Looking for some modeling advice in the context of longitudinal Bayesian structural equation modeling with correlated latent outcomes when T = 2 (pre/post design). Most related posts seem to address cross-sectional measurement models, single-factor longitudinal measurement models, or large-T longitudinal SEMs, so this is a bit different.

# Background

My data come from the responses of i \in \{1,...,1000\} respondents to the same 8 items \{x1,...x8\} recorded before/at baseline (t = 0) and after (t = 1) respondents randomly received either a low (z = 0) or high (z = 1) intensity treatment. The items measure two correlated latent factors, with four items apiece measuring each factor: F = \{F1, F2\}. For convenience, anything with a _1 subscript (e.g. x1_1, F2_1, F_1) refers to post-treatment values while the _0 subscript refers to pre-treatment values.

I am trying to estimate the effect of receiving the high vs. low intensity treatment on the post-treatment latent variables: E[F_1|z = 1] - E[F_1|z = 0]. Since I have pre-treatment responses to the same questions, I am also conditioning on the lagged scores of both latent factors (F_0) to likely improve precision. I prefer this to modeling change scores for efficiency reasons. McArdle (2009) calls this the (two-occasion) “multiple common factors cross lagged regression model.”

The associational structure I’m proposing is shown in the path diagram below. Note that (a) residual variances for each observed measure x are uncorrelated across time and there are no equality constraints on parameters because the pre-treatment parameters are treated as nuisance parameters (I do not care if e.g. F1_0 and F1_1 are “actually” measuring the same thing provided that F_0 predict F_1).

# Modeling Issues

1. What should be hierarchical? What are the relevant “groupings” of the responses x? The typical approach to employing multilevel models here would be in an item-response framework where I model the responses themselves x as function of person and item-specific variables. For example, brms syntax might be: response ~ (1 | item ) + (0 + latent_factor_identifier | person), which would return a vector of length 4, where each element is a person-specific value for one of the 4 latent variables in the model. However, this seems to ignore that these 4 values are not independent: half of the responses used to measure them are pre-treatment and half are post, half measure factor F1 and half measure F2, and roughly half of the respondents had z =1 and half z=0. This last point is particularly troublesome because everyone is treated to varying degrees, thus I expect F_0 \neq F_1 (even if they were measuring the same thing) and I would need to change z from a binary (“high”, “low” treatment intensity) variable to a nominal (“high”, “low”, “pre-treatment”) variable to partition all x responses according to it. As it is now, it would be odd (or impossible) to model pre-treatment factor scores (“ability” in IRT-speak) as functions of treatment status…Accordingly, I am not sure what type of hierarchical structure one would specify in this context: person:latent_factor_identifier? person:z? person:time? person:time:z?

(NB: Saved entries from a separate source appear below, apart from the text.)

//! # Broker Value Types
//!
//! Small copyable types that appear in the broker's call signatures.
//!
//! - **Namespaces**: `PersistLevel`, `GroupList`
//! - **Tuples**: `Group`, `Flags`
//! - **Progress**: `Cursor`, `Tag`
//! - **Introspection**: `StateMask`

use serde::{Deserialize, Serialize};
use std::ops::BitOr;

// =============================================================================
// NAMESPACES
// =============================================================================

/// How long a namespace's data is expected to live.
#[derive(Debug, Clone, Copy, PartialEq, Eq, Hash, Serialize, Deserialize, Default)]
pub enum PersistLevel {
    /// In memory only, gone when the broker is dropped.
    #[default]
    VolatileSimple,
    /// In memory, expected to survive a single backend failure.
    VolatileFaultTolerant,
    /// Written to the data directory; may be cleaned up by the operator.
    TemporaryFs,
    /// Written to the data directory and kept until deleted.
    PermanentFs,
}

impl PersistLevel {
    /// Whether namespaces at this level are written through to the store.
    pub const fn is_persistent(self) -> bool {
        matches!(self, PersistLevel::TemporaryFs | PersistLevel::PermanentFs)
    }
}

impl std::fmt::Display for PersistLevel {
    fn fmt(&self, f: &mut std::fmt::Formatter<'_>) -> std::fmt::Result {
        let name = match self {
            PersistLevel::VolatileSimple => "volatile-simple",
            PersistLevel::VolatileFaultTolerant => "volatile-ft",
            PersistLevel::TemporaryFs => "temporary-fs",
            PersistLevel::PermanentFs => "permanent-fs",
        };
        f.write_str(name)
    }
}

impl std::str::FromStr for PersistLevel {
    type Err = String;

    fn from_str(s: &str) -> Result<Self, Self::Err> {
        match s {
            "volatile-simple" | "volatile" => Ok(PersistLevel::VolatileSimple),
            "volatile-ft" => Ok(PersistLevel::VolatileFaultTolerant),
            "temporary-fs" | "temporary" => Ok(PersistLevel::TemporaryFs),
            "permanent-fs" | "permanent" | "persistent" => Ok(PersistLevel::PermanentFs),
            other => Err(format!("unknown persistence level: {}", other)),
        }
    }
}

/// Opaque partition of a namespace's key space.
#[derive(Debug, Clone, Copy, PartialEq, Eq, PartialOrd, Ord, Hash, Serialize, Deserialize)]
pub struct Group(pub u32);

impl Group {
    /// The sentinel group every namespace accepts.
    pub const EMPTY: Group = Group(0);

    pub const fn is_empty(self) -> bool {
        self.0 == Self::EMPTY.0
    }
}

impl Default for Group {
    fn default() -> Self {
        Self::EMPTY
    }
}

/// Groups a namespace accepts in addition to `Group::EMPTY`.
#[derive(Debug, Clone, PartialEq, Eq, Default, Serialize, Deserialize)]
pub struct GroupList(Vec<Group>);

impl GroupList {
    pub fn new() -> Self {
        Self::default()
    }

    /// Add a group, ignoring duplicates and the empty sentinel.
    pub fn with(mut self, group: Group) -> Self {
        if !group.is_empty() && !self.0.contains(&group) {
            self.0.push(group);
        }
        self
    }

    /// Whether `group` may be used against a namespace created with this list.
    pub fn admits(&self, group: Group) -> bool {
        group.is_empty() || self.0.contains(&group)
    }

    pub fn groups(&self) -> &[Group] {
        &self.0
    }

    pub fn len(&self) -> usize {
        self.0.len()
    }

    pub fn is_empty(&self) -> bool {
        self.0.is_empty()
    }
}

impl FromIterator<Group> for GroupList {
    fn from_iter<I: IntoIterator<Item = Group>>(iter: I) -> Self {
        iter.into_iter().fold(GroupList::new(), GroupList::with)
    }
}

// =============================================================================
// TUPLE ACCESS
// =============================================================================

/// Modifiers for `get`/`read`.
#[derive(Debug, Clone, Copy, PartialEq, Eq, Hash, Default, Serialize, Deserialize)]
pub struct Flags(u32);

impl Flags {
    pub const NONE: Flags = Flags(0);
    /// Fail with `Unavailable` instead of waiting for a tuple to appear.
    pub const NOWAIT: Flags = Flags(1);

    pub const fn bits(self) -> u32 {
        self.0
    }

    pub const fn contains(self, other: Flags) -> bool {
        self.0 & other.0 == other.0
    }
}

impl BitOr for Flags {
    type Output = Flags;

    fn bitor(self, rhs: Flags) -> Flags {
        Flags(self.0 | rhs.0)
    }
}

// =============================================================================
// PROGRESS TOKENS
// =============================================================================

/// Iteration progress token.
///
/// Start with `Cursor::NEW`; the broker hands back `Cursor::DONE` once the
/// key set is exhausted.
#[derive(Debug, Clone, Copy, PartialEq, Eq, Hash, Serialize, Deserialize)]
pub struct Cursor(pub u64);

impl Cursor {
    pub const NEW: Cursor = Cursor(0);
    pub const DONE: Cursor = Cursor(u64::MAX);

    pub const fn is_done(self) -> bool {
        self.0 == Self::DONE.0
    }
}

/// Handle of an asynchronous request.
#[derive(Debug, Clone, Copy, PartialEq, Eq, Hash, PartialOrd, Ord, Serialize, Deserialize)]
pub struct Tag(pub u64);

impl std::fmt::Display for Tag {
    fn fmt(&self, f: &mut std::fmt::Formatter<'_>) -> std::fmt::Result {
        write!(f, "tag#{}", self.0)
    }
}

// =============================================================================
// INTROSPECTION
// =============================================================================

/// Selects which fields `query` fills in.
#[derive(Debug, Clone, Copy, PartialEq, Eq, Hash, Serialize, Deserialize)]
pub struct StateMask(u32);

impl StateMask {
    pub const EMPTY: StateMask = StateMask(0);
    pub const LEVEL: StateMask = StateMask(1 << 0);
    pub const GROUPS: StateMask = StateMask(1 << 1);
    pub const REFCOUNT: StateMask = StateMask(1 << 2);
    pub const KEYS: StateMask = StateMask(1 << 3);
    pub const TUPLES: StateMask = StateMask(1 << 4);
    pub const ALL: StateMask = StateMask(0x1f);

    pub const fn contains(self, other: StateMask) -> bool {
        self.0 & other.0 == other.0
    }

    pub const fn is_empty(self) -> bool {
        self.0 & Self::ALL.0 == 0
    }
}

impl BitOr for StateMask {
    type Output = StateMask;

    fn bitor(self, rhs: StateMask) -> StateMask {
        StateMask(self.0 | rhs.0)
    }
}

2. Are my groupings too small? Nearly every way of defining “groupings” has relatively few unique values of the grouping variable at some point. For example, z takes on two values, latent_factor_identifier would have 4 unique values, time has 2 values (pre/post), an identifier for which type of latent factor would have 2 value (i.e. F1 vs. F2). I know one can identify a model with two values for a grouping variable, but isn’t this more likely to introduce computational issues with very little regularization or gain in precision?

Many thanks.

# Referenced

McCardle, John J. (2009). Latent Variable Modeling of Differences and Changes with Longitudinal Data. Annual Review of Psychology. Latent Variable Modeling of Differences and Changes with Longitudinal Data | Annual Review of Psychology

I don’t think I can solve all your questions, but here are some things that might be relevant:

I am not sure that brms can currently handle the directed arrows from the “_0” latent variables to the “_1” latent variables. There is a good deal of discussion about this here. So part of your problem with the syntax might be that the syntax doesn’t exist.

For your question 2, I’m not sure that the small grouping variables that you mention matter. It seems like “person” and perhaps “item” would be the places where you want many units.

In general, I would start with a simpler model (say, a 4-factor model), get the simple model working well, then think about the extensions. You might find that an SEM approach is easier than a multilevel approach here, esp because the McArdle paper that you mention uses an SEM approach.